Medical Marijuana Creates Complications for Employers

The legalization of marijuana in several states over the past few years has done little to create a standardized method of calculating and determining impairment. Although researchers are able to collect more information regarding marijuana use and impairment, they are still far from finding that magical number that distinguishes impairment from sobriety, like they have with a blood alcohol content. There is no current equivalent to the 0.08% BAC that was established for alcohol consumption.

Worse still, the federal government has yet to get on board with medical and recreational marijuana, despite several states doing so.

For many companies who solely operate within the scope of a single state, generally, they must only worry about state laws with regards to marijuana guidelines within the workplace. However, for companies in industries like transportation, navigating the parameters can be a lot more complex since their businesses can take them across multiple state lines where a state laws run at odds with another state’s laws or the federal government’s laws, confusing operations.

More than half of the states (currently 33 states and counting) have legalized medical marijuana within their boundaries. Multiple studies have shown the benefits it offers many pain-inflicted patients, and how it can help them regain some form of quality of life. Yet, without the federal limitations lifted, this puts employers in a difficult position.

The Department of Transportation (DOT) is pretty clear about where it stands on accepting medical marijuana users. The official website offers a “DOT ‘Medical Marijuana’ Notice” which states the following:

 

The Department of Transportation’s Drug and Alcohol Testing Regulation – 49 CFR Part 40, at 40.151(e) – does not authorize “medical marijuana” under a state law to be a valid medical explanation for a transportation employee’s positive drug test result.

That section states:

  • 40.151 What are MROs prohibited from doing as part of the verification process?

As an MRO, you are prohibited from doing the following as part of the verification process:

(e) You must not verify a test negative based on information that a physician recommended that the employee use a drug listed in Schedule I of the Controlled Substances Act. (e.g., under a state law that purports to authorize such recommendations, such as the “medical marijuana” laws that some states have adopted.)

Therefore, Medical Review Officers will not verify a drug test as negative based upon information that a physician recommended that the employee use “medical marijuana.” Please note that marijuana remains a drug listed in Schedule I of the Controlled Substances Act. It remains unacceptable for any safety‐sensitive employee subject to drug testing under the Department of Transportation’s drug testing regulations to use marijuana.

As such, employers are left with two options when managing their employees who use medical marijuana: either 1) ask the person to stop taking their medication in order to comply with DOT regulations, or 2) terminate the employee following a positive drug test. Given the current climate and considering what we know about the benefits of marijuana use, the current options under DOT seem outdated to say the least.

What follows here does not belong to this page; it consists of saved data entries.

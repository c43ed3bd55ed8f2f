//! telemetry/mod.rs
//! Stream counters and their reporting snapshot.

pub mod counters;
pub mod snapshot;

pub use counters::StreamCounters;
pub use snapshot::CountersSnapshot;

To make the situation even more complicated, courts are allowing for termination cases to be challenged, even though many states have protections in place to keep employers from liability. These states created medical marijuana statutes that attempt to safeguard employers in the event of firing employees who test positive for marijuana.

In states such as Delaware and Connecticut, the courts have expanded workplace protections for medical marijuana users. In the case of Wild v. Carriage Funeral Holdings, Inc. the New Jersey Supreme Court is currently considering upholding an  appellate decision that held a terminated employee could contest his termination for a positive drug test under New Jersey’s Law against Discrimination.

So, what are employers to do? Using their discretion doesn’t seem to be working or giving any direction. Until the federal government decides to adjust their views on marijuana being a Schedule I drug, it seems that they can only continue to juggle the state and federal workplace laws. States where medical marijuana is legal should try to determine if they want to allow its use in non-safety-sensitive positions and perhaps tailor post-accident testing for only when there is reasonable suspicion of actual impairment. Guidelines for determining actual impairment should be added into the training of safety managers.

In any event both employers and employees are in a tricky spot. Maybe it won’t be the scientists who figure out how to determine impairment, but rather a safety-conscious Human Resources manager of a trucking company. That’ll be interesting to wait and see.